Isn't this the same mentality when you go to a strip club or pick someone up at the street corner?
Some people think that many foreign people are ready to leave their "comfort zone" just to meet a total stranger. There are only a tiny number of people on this planet who are as adventerous as that. I think some of these people hear the stories of people (like underage online teens) who go out of town to meet other online acquaintances and think that it is just as easy for a foreign person to do the same thing.
"Some people think that many foreign people are ready to leave their "comfort zone" just to meet a total stranger. There are only a tiny number of people on this planet who are as adventerous as that."
DC ... People that are stuck/ trap in "the conform zone" don't get anywhere.
They sit in front of screen and type and type .... Keyboard Romeo. I think a lady that don't get out the conform zone maybe a fake.. . When boy meets girl is play time ... Boys play hard to man up, but if a girl man handle you is game over ....you start crying ... She is scammer, pro-dater , etc ...
I was scammed in Budapest with a buddy of mine while staying over night ... The old club scam ... But within a few minutes we figured it out and calmly got control of the situation.

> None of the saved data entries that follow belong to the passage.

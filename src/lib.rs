//! Test-only library interface for meteo-station.
//!
//! This module re-exports the pure logic modules that can be tested
//! on the host (no embedded hardware required).
//!
//! Usage: `cargo test --lib`
//!
//! Note: The embedded binary uses main.rs with #![no_std] and #![no_main].
//! This lib.rs provides a separate entry point for host-based testing.

#![cfg_attr(not(test), no_std)]

// Internal module paths for the actual implementations
#[path = "sensor/decode.rs"]
mod sensor_decode_impl;
#[path = "sensor/pacing.rs"]
mod sensor_pacing_impl;

#[path = "ui/display.rs"]
mod ui_display_impl;
#[path = "ui/format.rs"]
mod ui_format_impl;

pub mod sensor {
    pub mod decode {
        pub use crate::sensor_decode_impl::*;
    }
    pub mod pacing {
        pub use crate::sensor_pacing_impl::*;
    }
}

pub mod ui {
    pub mod display {
        pub use crate::ui_display_impl::*;
    }
    pub mod format {
        pub use crate::ui_format_impl::*;
    }
}

// ═══════════════════════════════════════════════════════════════════════════
// Unit Tests
// ═══════════════════════════════════════════════════════════════════════════
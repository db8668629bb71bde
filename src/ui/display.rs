//! SSD1306 OLED display wrapper.

use display_interface::DisplayError;
use embedded_graphics::mono_font::ascii::FONT_10X20;
use embedded_graphics::mono_font::{MonoTextStyle, MonoTextStyleBuilder};
use embedded_graphics::pixelcolor::BinaryColor;
use embedded_graphics::prelude::*;
use embedded_graphics::text::{Baseline, Text};
use ssd1306::mode::BufferedGraphicsMode;
use ssd1306::prelude::*;
use ssd1306::I2CDisplayInterface;
use ssd1306::Ssd1306;

/// Vertical advance of one text row (FONT_10X20 line height).
const LINE_HEIGHT: i32 = 20;

/// Type alias for the concrete display driver.
///
/// Generic over the I²C implementation so callers pass in their HAL's
/// I²C peripheral.
pub type Display<I2C> =
    Ssd1306<I2CInterface<I2C>, DisplaySize128x64, BufferedGraphicsMode<DisplaySize128x64>>;

/// Acquire the SSD1306 at `address`, initialise it and blank the screen.
///
/// Acquisition failure is surfaced to the caller; the reference behaviour
/// is to treat it as fatal (there is nothing to show readings on).
pub fn init<I2C>(i2c: I2C, address: u8) -> Result<Display<I2C>, DisplayError>
where
    I2C: embedded_hal::i2c::I2c,
{
    let interface = I2CDisplayInterface::new_custom_address(i2c, address);
    let mut display = Ssd1306::new(interface, DisplaySize128x64, DisplayRotation::Rotate0)
        .into_buffered_graphics_mode();
    display.init()?;
    display.clear_buffer();
    display.flush()?;
    Ok(display)
}

/// 2× text in the single foreground colour.
fn text_style() -> MonoTextStyle<'static, BinaryColor> {
    MonoTextStyleBuilder::new()
        .font(&FONT_10X20)
        .text_color(BinaryColor::On)
        .build()
}

/// Draw the two reading lines from the origin onto an already-cleared target.
///
/// Generic over [`DrawTarget`] so the routine can render into an in-memory
/// display in host tests.
pub fn draw_reading_lines<D>(target: &mut D, line1: &str, line2: &str) -> Result<(), D::Error>
where
    D: DrawTarget<Color = BinaryColor>,
{
    Text::with_baseline(line1, Point::zero(), text_style(), Baseline::Top).draw(target)?;
    Text::with_baseline(line2, Point::new(0, LINE_HEIGHT), text_style(), Baseline::Top)
        .draw(target)?;
    Ok(())
}

/// Compose one cycle's frame: blank the whole target, then draw both lines.
///
/// Clearing goes through [`DrawTarget`] as well, so host tests can verify
/// that no residual pixels survive from the previous frame.
pub fn draw_frame<D>(target: &mut D, line1: &str, line2: &str) -> Result<(), D::Error>
where
    D: DrawTarget<Color = BinaryColor>,
{
    target.clear(BinaryColor::Off)?;
    draw_reading_lines(target, line1, line2)
}

/// Full-surface redraw: clear the buffer, draw both lines, flush to the
/// device.
pub fn render_readings<I2C>(
    display: &mut Display<I2C>,
    line1: &str,
    line2: &str,
) -> Result<(), DisplayError>
where
    I2C: embedded_hal::i2c::I2c,
{
    draw_frame(display, line1, line2)?;
    display.flush()
}
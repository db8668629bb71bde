//! DHT sensor subsystem.
//!
//! `decode` and `pacing` are pure and host-testable; `dht` is the
//! on-target bit-bang driver that ties them to a GPIO pin.

pub mod decode;
pub mod dht;
pub mod pacing;
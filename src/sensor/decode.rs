//! DHT frame decoding.
//!
//! A DHT transaction delivers 40 bits (5 bytes):
//! ```text
//! Byte 0: Humidity high      (DHT11: integral %RH)
//! Byte 1: Humidity low       (DHT11: tenths, usually 0)
//! Byte 2: Temperature high   (DHT11: integral °C; DHT22: sign bit in MSB)
//! Byte 3: Temperature low
//! Byte 4: Checksum = (b0 + b1 + b2 + b3) & 0xFF
//! ```
//! DHT11 encodes each channel as integral byte + tenths byte, with the
//! temperature sign carried in bit 7 of the tenths byte; DHT22 encodes
//! each as a 16-bit big-endian value in tenths, with the temperature sign
//! carried in bit 7 of byte 2.

/// Number of bytes in one DHT data frame.
pub const FRAME_LEN: usize = 5;

/// Sensor model wired to the data pin. Fixed at build time.
#[derive(Clone, Copy, Debug, PartialEq, Eq)]
#[cfg_attr(feature = "defmt", derive(defmt::Format))]
pub enum DhtModel {
    Dht11,
    Dht22,
}

impl DhtModel {
    /// Datasheet minimum delay between two bus transactions (ms).
    pub const fn min_sample_interval_ms(self) -> u64 {
        match self {
            DhtModel::Dht11 => 1000,
            DhtModel::Dht22 => 2000,
        }
    }

    /// How long the start pulse must hold the line low to wake the sensor (ms).
    pub const fn start_pulse_ms(self) -> u64 {
        match self {
            DhtModel::Dht11 => 18,
            DhtModel::Dht22 => 3,
        }
    }
}

/// One decoded sensor frame: both channels from a single bus transaction.
#[derive(Clone, Copy, Debug, PartialEq)]
#[cfg_attr(feature = "defmt", derive(defmt::Format))]
pub struct Reading {
    /// Temperature in degrees Celsius.
    pub temperature: f32,
    /// Relative humidity in percent.
    pub humidity: f32,
}

/// Frame-level decode failure.
#[derive(Clone, Copy, Debug, PartialEq, Eq)]
#[cfg_attr(feature = "defmt", derive(defmt::Format))]
pub enum DecodeError {
    /// Byte 4 does not match the sum of bytes 0-3.
    ChecksumMismatch,
}

/// Decode a raw 5-byte frame into a [`Reading`].
///
/// Validates the checksum first; scaling depends on the sensor model.
pub fn decode_frame(model: DhtModel, frame: &[u8; FRAME_LEN]) -> Result<Reading, DecodeError> {
    let sum = frame[0]
        .wrapping_add(frame[1])
        .wrapping_add(frame[2])
        .wrapping_add(frame[3]);
    if sum != frame[4] {
        return Err(DecodeError::ChecksumMismatch);
    }

    let reading = match model {
        DhtModel::Dht11 => {
            let magnitude = frame[2] as f32 + (frame[3] & 0x7F) as f32 / 10.0;
            Reading {
                humidity: frame[0] as f32 + frame[1] as f32 / 10.0,
                temperature: if frame[3] & 0x80 != 0 {
                    -magnitude
                } else {
                    magnitude
                },
            }
        }
        DhtModel::Dht22 => {
            let humidity = u16::from_be_bytes([frame[0], frame[1]]) as f32 / 10.0;
            let raw_temp = u16::from_be_bytes([frame[2] & 0x7F, frame[3]]) as f32 / 10.0;
            Reading {
                humidity,
                temperature: if frame[2] & 0x80 != 0 {
                    -raw_temp
                } else {
                    raw_temp
                },
            }
        }
    };

    Ok(reading)
}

if you want to find yourself a wife abroad - you'll have to come to her country and you'll have to deal with travelling cos she will want to go to her home-town at least once in a year to see her friends and family and you'll have to go with her, otherwise you're just a jerk.

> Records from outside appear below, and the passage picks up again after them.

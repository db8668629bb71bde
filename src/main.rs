//! meteo-station firmware entry point.
//!
//! Two-stage lifecycle: one-time setup (serial sink, display acquisition,
//! sensor construction), then an infinite poll → log → render cycle paced
//! by a fixed delay.  The only fatal path is display acquisition; a failed
//! sensor sample just degrades that cycle's output.

#![no_std]
#![no_main]

mod config;
mod error;
mod sensor;
mod serial;
mod ui;

use defmt::{error, info, warn};
use defmt_rtt as _;
use embassy_executor::Spawner;
use embassy_nrf::gpio::Flex;
use embassy_nrf::{bind_interrupts, peripherals, twim, uarte};
use embassy_time::Timer;
use panic_probe as _;

use config::{CYCLE_PERIOD_MS, DHT_MODEL, OLED_I2C_ADDRESS};
use sensor::dht::Dht;
use serial::LogSink;
use ui::format::{
    humidity_display_line, humidity_log_line, temperature_display_line, temperature_log_line,
};

bind_interrupts!(struct Irqs {
    UARTE0_UART0 => uarte::InterruptHandler<peripherals::UARTE0>;
    SPIM0_SPIS0_TWIM0_TWIS0_SPI0_TWI0 => twim::InterruptHandler<peripherals::TWISPI0>;
});

#[embassy_executor::main]
async fn main(_spawner: Spawner) {
    let p = embassy_nrf::init(Default::default());
    info!("meteo-station starting");

    // Serial log sink at 115200 baud.
    let mut uart_config = uarte::Config::default();
    uart_config.baudrate = uarte::Baudrate::BAUD115200;
    let uart = uarte::Uarte::new(p.UARTE0, Irqs, p.P0_08, p.P0_06, uart_config);
    let mut log = LogSink::new(uart);

    // Acquire the display; there is no upward caller to report to, so a
    // failure emits its one message and halts for good.
    let i2c = twim::Twim::new(p.TWISPI0, Irqs, p.P0_26, p.P0_27, twim::Config::default());
    let mut display = match ui::display::init(i2c, OLED_I2C_ADDRESS) {
        Ok(d) => d,
        Err(e) => {
            error!("SSD1306 initialisation failed: {}", error::Error::from(e));
            log.write_line("Erreur initialisation écran SSD1306").await;
            halt().await
        }
    };

    let mut dht = Dht::new(Flex::new(p.P0_02), DHT_MODEL);
    // Queried and logged, but the cycle keeps its fixed period; the
    // driver's frame cache enforces the sensor-side minimum.
    info!(
        "sensor min sample interval: {} ms",
        dht.min_sample_interval().as_millis()
    );

    loop {
        Timer::after_millis(CYCLE_PERIOD_MS).await;

        // Two independent channel reads; each may be invalid on its own.
        let temperature = dht.sample_temperature();
        let humidity = dht.sample_humidity();

        log.write_line(&temperature_log_line(temperature)).await;
        log.write_line(&humidity_log_line(humidity)).await;

        let line1 = temperature_display_line(temperature);
        let line2 = humidity_display_line(humidity);
        if ui::display::render_readings(&mut display, &line1, &line2).is_err() {
            warn!("display flush failed");
        }
    }
}

/// Permanent halt: no retry, no timeout, no recovery.
async fn halt() -> ! {
    loop {
        Timer::after_secs(3600).await;
    }
}
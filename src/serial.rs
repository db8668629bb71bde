//! Line-oriented serial log sink.
//!
//! Plain text lines over UARTE0 at 115200 baud, CRLF-terminated.  The
//! sink is best-effort: transport errors are dropped, there is no flow
//! control beyond the peripheral's own buffering.

use embassy_nrf::peripherals::UARTE0;
use embassy_nrf::uarte::Uarte;

pub struct LogSink<'d> {
    uart: Uarte<'d, UARTE0>,
}

impl<'d> LogSink<'d> {
    pub fn new(uart: Uarte<'d, UARTE0>) -> Self {
        Self { uart }
    }

    /// Write one text line followed by CRLF.
    pub async fn write_line(&mut self, line: &str) {
        let _ = self.uart.write(line.as_bytes()).await;
        let _ = self.uart.write(b"\r\n").await;
    }
}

To make it short, two girls in their mid twenties with good English skills talked us into checking out a very good club. Once inside it was barely empty but it was early in the night. We got a round of drinks, things look normal except the price tag and the club was empty. So we bail out but chicks went to find anothe pair of victims.

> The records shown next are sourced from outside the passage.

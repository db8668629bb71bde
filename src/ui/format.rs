//! Serial-log and display line formatting.
//!
//! The two output paths render an invalid reading differently: the log
//! carries the literal not-a-number token inside the normal line shape,
//! while the display swaps the whole line for a short error text.
//!
//! Log lines use two decimals (the serial monitor's default float
//! precision); display lines use one.

use core::fmt::Write;
use heapless::String;

/// Capacity of one serial log line (the accented French labels are UTF-8).
pub const LOG_LINE_CAP: usize = 32;

/// Capacity of one display line.
pub const DISPLAY_LINE_CAP: usize = 16;

/// `"Température: 23.46°C"`, or the `nan` token when the reading is invalid.
pub fn temperature_log_line(sample: Option<f32>) -> String<LOG_LINE_CAP> {
    let mut line = String::new();
    match sample {
        Some(value) => {
            let _ = write!(line, "Température: {value:.2}°C");
        }
        None => {
            let _ = line.push_str("Température: nan°C");
        }
    }
    line
}

/// `"Humidité: 55.20%"`, or the `nan` token when the reading is invalid.
pub fn humidity_log_line(sample: Option<f32>) -> String<LOG_LINE_CAP> {
    let mut line = String::new();
    match sample {
        Some(value) => {
            let _ = write!(line, "Humidité: {value:.2}%");
        }
        None => {
            let _ = line.push_str("Humidité: nan%");
        }
    }
    line
}

/// `"Temp: 23.5 C"`, or exactly `"Temp Err"` when the reading is invalid.
pub fn temperature_display_line(sample: Option<f32>) -> String<DISPLAY_LINE_CAP> {
    let mut line = String::new();
    match sample {
        Some(value) => {
            let _ = write!(line, "Temp: {value:.1} C");
        }
        None => {
            let _ = line.push_str("Temp Err");
        }
    }
    line
}

/// `"Hum: 55.2 %"`, or exactly `"Hum Err"` when the reading is invalid.
pub fn humidity_display_line(sample: Option<f32>) -> String<DISPLAY_LINE_CAP> {
    let mut line = String::new();
    match sample {
        Some(value) => {
            let _ = write!(line, "Hum: {value:.1} %");
        }
        None => {
            let _ = line.push_str("Hum Err");
        }
    }
    line
}
//! Sampling-interval policy.
//!
//! A DHT sensor must not be strobed faster than its datasheet minimum
//! (1 s for the DHT11, 2 s for the DHT22).  The main loop reads the two
//! channels independently each cycle, so the driver caches the last
//! transaction outcome and reuses it while it is still inside the minimum
//! interval.  The loop itself stays on its fixed 2000 ms period regardless
//! of the reported minimum.

/// Whether an attempt made at `last_attempt_ms` is still fresh at `now_ms`.
pub fn should_reuse_cached(last_attempt_ms: u64, now_ms: u64, min_interval_ms: u64) -> bool {
    now_ms.saturating_sub(last_attempt_ms) < min_interval_ms
}

/// Timestamped cache of the last transaction outcome.
///
/// Failed attempts are recorded too: a botched transfer still occupied the
/// line, so the back-to-back second channel read of the same cycle must
/// reuse the failure instead of re-strobing the sensor inside the minimum
/// interval.
pub struct OutcomeCache<T: Copy> {
    last: Option<(u64, T)>,
}

impl<T: Copy> OutcomeCache<T> {
    pub const fn new() -> Self {
        Self { last: None }
    }

    /// The cached outcome, if one exists and is still fresh at `now_ms`.
    pub fn fresh(&self, now_ms: u64, min_interval_ms: u64) -> Option<T> {
        self.last
            .and_then(|(at, outcome)| should_reuse_cached(at, now_ms, min_interval_ms).then_some(outcome))
    }

    /// Record the outcome of an attempt, successful or not.
    pub fn record(&mut self, now_ms: u64, outcome: T) {
        self.last = Some((now_ms, outcome));
    }
}
//! Bit-bang DHT driver over a single Flex GPIO.
//!
//! Protocol: the host holds the line low to wake the sensor, releases it,
//! then the sensor answers with an 80 µs low / 80 µs high handshake and
//! 40 data bits.  Each bit starts with a ~50 µs low; the following high
//! pulse is short for `0` and long for `1`.  Pulse widths are measured
//! with microsecond busy-waits, with interrupts masked for the duration
//! of the transaction.
//!
//! The driver caches the outcome of the last transaction, success or
//! failure, for the model's minimum sampling interval, so the two
//! independent channel reads the loop performs each cycle share one bus
//! transaction.

use crate::config::{
    CYCLES_PER_US, DHT_BIT_HIGH_TIMEOUT_US, DHT_BIT_LOW_TIMEOUT_US, DHT_BIT_ONE_THRESHOLD_US,
    DHT_HANDSHAKE_TIMEOUT_US,
};
use crate::error::Error;
use crate::sensor::decode::{decode_frame, DhtModel, Reading, FRAME_LEN};
use crate::sensor::pacing::OutcomeCache;
use defmt::warn;
use embassy_nrf::gpio::{Flex, OutputDrive, Pull};
use embassy_time::{block_for, Duration, Instant};

/// DHT sensor handle: one data pin plus the fixed model identifier.
pub struct Dht<'d> {
    pin: Flex<'d>,
    model: DhtModel,
    /// Last transaction outcome and when it was attempted, for intra-cycle
    /// reuse.
    cache: OutcomeCache<Result<Reading, Error>>,
}

impl<'d> Dht<'d> {
    pub fn new(pin: Flex<'d>, model: DhtModel) -> Self {
        Self {
            pin,
            model,
            cache: OutcomeCache::new(),
        }
    }

    /// Driver-reported minimum delay between two bus transactions.
    pub fn min_sample_interval(&self) -> Duration {
        Duration::from_millis(self.model.min_sample_interval_ms())
    }

    /// Read the temperature channel; `None` marks an invalid reading.
    pub fn sample_temperature(&mut self) -> Option<f32> {
        self.sample_channel("temperature", |r| r.temperature)
    }

    /// Read the humidity channel; `None` marks an invalid reading.
    pub fn sample_humidity(&mut self) -> Option<f32> {
        self.sample_channel("humidity", |r| r.humidity)
    }

    fn sample_channel(&mut self, channel: &str, extract: fn(&Reading) -> f32) -> Option<f32> {
        match self.read() {
            Ok(reading) => {
                let value = extract(&reading);
                if value.is_finite() {
                    Some(value)
                } else {
                    warn!("DHT {=str} channel not finite", channel);
                    None
                }
            }
            Err(e) => {
                warn!("DHT {=str} read failed: {}", channel, e);
                None
            }
        }
    }

    /// Perform (or reuse) a full sensor transaction.
    ///
    /// The attempt is recorded whether it succeeds or fails, so a botched
    /// transfer holds off the immediate retry just like a good one.
    pub fn read(&mut self) -> Result<Reading, Error> {
        let now = Instant::now();
        if let Some(outcome) = self
            .cache
            .fresh(now.as_millis(), self.model.min_sample_interval_ms())
        {
            return outcome;
        }

        let outcome = self
            .transfer()
            .and_then(|frame| decode_frame(self.model, &frame).map_err(Error::from));
        self.cache.record(now.as_millis(), outcome);
        outcome
    }

    /// One wire transaction: start pulse, handshake, 40 data bits.
    fn transfer(&mut self) -> Result<[u8; FRAME_LEN], Error> {
        // Start pulse: hold the line low long enough to wake the sensor,
        // then release it briefly before handing the line over.
        self.pin.set_as_output(OutputDrive::Standard);
        self.pin.set_low();
        block_for(Duration::from_millis(self.model.start_pulse_ms()));
        self.pin.set_high();
        delay_us(25);
        self.pin.set_as_input(Pull::Up);

        // The bit stream is timing-critical; keep interrupts out of it.
        cortex_m::interrupt::free(|_| {
            // Sensor response: 80 µs low then 80 µs high.
            self.measure_level(false, DHT_HANDSHAKE_TIMEOUT_US)?;
            self.measure_level(true, DHT_HANDSHAKE_TIMEOUT_US)?;

            let mut frame = [0u8; FRAME_LEN];
            for bit in 0..40 {
                // ~50 µs low separator, then the width of the high pulse
                // encodes the bit value.
                self.measure_level(false, DHT_BIT_LOW_TIMEOUT_US)?;
                let high_us = self.measure_level(true, DHT_BIT_HIGH_TIMEOUT_US)?;
                if high_us > DHT_BIT_ONE_THRESHOLD_US {
                    frame[bit / 8] |= 1 << (7 - bit % 8);
                }
            }
            Ok(frame)
        })
    }

    /// Count how long the line stays at `level`, in microseconds.
    ///
    /// Errors with [`Error::SensorTimeout`] if the line has not moved on
    /// after `timeout_us`.
    fn measure_level(&mut self, level: bool, timeout_us: u32) -> Result<u32, Error> {
        let mut elapsed = 0;
        while self.pin.is_high() == level {
            if elapsed > timeout_us {
                return Err(Error::SensorTimeout);
            }
            delay_us(1);
            elapsed += 1;
        }
        Ok(elapsed)
    }
}

/// Busy-wait for `us` microseconds.
fn delay_us(us: u32) {
    cortex_m::asm::delay(us * CYCLES_PER_US);
}
//! Command-line argument definitions for the Whisker CLI.
//!
//! This module defines the [`Args`] structure parsed from the command line
//! using [`clap`]. Arguments select the template, the model data, the
//! partials directory, the output destination and logging verbosity.

use clap::Parser;

/// Command-line arguments for the Whisker template renderer
#[derive(Parser, Debug, Default)]
#[command(author, version, about, long_about = None)]
pub struct Args {
    /// Path to the template file
    #[arg(help = "Path to the template file")]
    pub input: String,

    /// Model data file (`.json` or `.toml`); renders against an empty model when omitted
    #[arg(short, long)]
    pub data: Option<String>,

    /// Output file; writes to stdout when omitted
    #[arg(short, long)]
    pub output: Option<String>,

    /// Directory of partial templates, overriding the configured one
    #[arg(short, long)]
    pub partials: Option<String>,

    /// Path to configuration file (TOML)
    #[arg(short, long)]
    pub config: Option<String>,

    /// Log level (off, error, warn, info, debug, trace)
    #[arg(long, default_value = "info")]
    pub log_level: String,
}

The night was not over till we found a night club. So we ask a taxi driver who took there. He drove us for 5 minutes, cost $5. Once we exit the club, we figure out that we were within 5 minutes of walking distance.
I had been in many European corners, but don't recall being shafted other than in Budapest
Yes, that is also true. As the saying goes, "nothing ventured, nothing gained".
Same reasoning with buying a lotto ticket. Nearly 100% certainty that you are going to lose every time you buy. As the jingle goes, "you gotta play to win".
Both scammers (fakes) and genuine people may not risk a direct meeting. Not everyone are extroverts and risk takers. When you have two people with different underlying objectives and goals meet, the result can be very good or very bad depending on one's viewpoint. Dating can be a pleasant or disappointing experience. In the vast majority of the cases, it is the latter.
In a recent news report, a local guy slept with a couple of women who he met at a bar near where I live. One of his "pickups" found information in his wallet that he left behind that he was taking an AIDS/HIV medication. He was charged with potentially passing on his infection to others. Another lady that he picked up at the same place later came up to testify against him. In this case, I guess the dating was both a pleasant and later unpleasant experience.
Are you referring to staying overnight at a hotel bar during a flight connection?
I got it. People look for "easy marks" to take advantage of. A cousin of mine travelled to Europe and was immediately targeted by the locals (pickpockets).